GE Sheds Financial Unit and Returns to Industrial Roots

GE Sheds Financial Unit and Returns to Industrial Roots
(Etienne Laurent/EPA/Landov)

Friday, 10 April 2015 10:45 AM EDT


General Electric is leaving the lending business, a major source of both profit and risk, as it continues to whittle its focus down to an industrial core.

The company said Friday that it will sell most of its GE Capital assets over the next two years. It said it has been tougher to generate acceptable returns on the businesses and that market conditions are favorable for a sale. GE also plans to buy back as much as $50 billion of its own stock.

That helped push shares of the Fairfield, Connecticut, company up to their highest price in several years in Friday morning trading.
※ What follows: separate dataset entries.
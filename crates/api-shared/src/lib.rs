//! # API Shared
//!
//! Shared definitions for the PDF Chat relay API.
//!
//! Contains:
//! - Request/response bodies of the relay routes (`wire` module)
//! - Route paths and the multipart field name
//! - Shared services like `HealthService`
//!
//! Used by `api-rest` on the server side and by `pdfchat-session` on the client side, so
//! both ends agree on the JSON shapes.

pub mod health;
pub mod wire;

pub use health::HealthService;
pub use wire::*;
use crate::wire::HealthRes;

/// Simple health service used by the REST API and the standalone server binary
///
/// This service provides a standardised way to check the health status of the relay server.
/// Liveness only: the document service is never contacted.
#[derive(Clone, Debug)]
pub struct HealthService;

impl HealthService {
    /// Static method to check health without creating an instance
    ///
    /// # Returns
    /// A `HealthRes` indicating the service is healthy.
    pub fn check_health() -> HealthRes {
        HealthRes {
            ok: true,
            message: "PDF Chat is alive".into(),
        }
    }
}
In addition to the GE Capital sale, the company will sell most of its GE Capital Real Estate to funds managed by the investment firm Blackstone. Wells Fargo will buy a portion of the loans at closing. The company plans to sell additional commercial real estate assets that will bring the total value of the deal to around $26.5 billion.
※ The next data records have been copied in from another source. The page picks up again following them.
use pdfchat_types::Role;

/// One entry of the chat view.
#[derive(Debug, Clone, PartialEq, Eq)]
pub struct Message {
    pub role: Role,
    pub content: String,
}

/// Append-only, in-memory list of messages for the current document.
#[derive(Debug, Clone, Default, PartialEq, Eq)]
pub struct Transcript {
    messages: Vec<Message>,
}

impl Transcript {
    pub fn new() -> Self {
        Self::default()
    }

    pub fn push(&mut self, role: Role, content: impl Into<String>) {
        self.messages.push(Message {
            role,
            content: content.into(),
        });
    }

    pub fn messages(&self) -> &[Message] {
        &self.messages
    }

    pub fn last(&self) -> Option<&Message> {
        self.messages.last()
    }

    pub fn len(&self) -> usize {
        self.messages.len()
    }

    pub fn is_empty(&self) -> bool {
        self.messages.is_empty()
    }

    /// Drop every message. Used only when a new document replaces the current one.
    pub(crate) fn clear(&mut self) {
        self.messages.clear();
    }
}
The once broadly diverse conglomerate has been steadily shedding businesses as it focuses more on building industrial machines like aircraft engines, medical imaging equipment and selling big, complex products like power generators and oil and gas equipment.

Last September, it announced the sale of its appliance division to the Swedish appliance maker Electrolux for $3.3 billion. Before that deal, it spun off its consumer credit card business into a new company, Synchrony Financial. In recent years it also has sold NBC Universal and its insurance operations.

An extended run of low-interest rates has made GE's latest divestiture more feasible for the company.

"We see a very attractive market for selling our assets," GE Capital Chairman and CEO Keith Sherin, Chairman told investors during a Friday morning conference call. "Bottom line, we think the timing's right to execute this strategic shift."

The financial division generates almost half of the company's profit, but is also is a huge regulatory burden and has caused some anxiety for investors. Heavy exposure to commercial and residential mortgages through its finance division threatened GE's existence during the financial crisis.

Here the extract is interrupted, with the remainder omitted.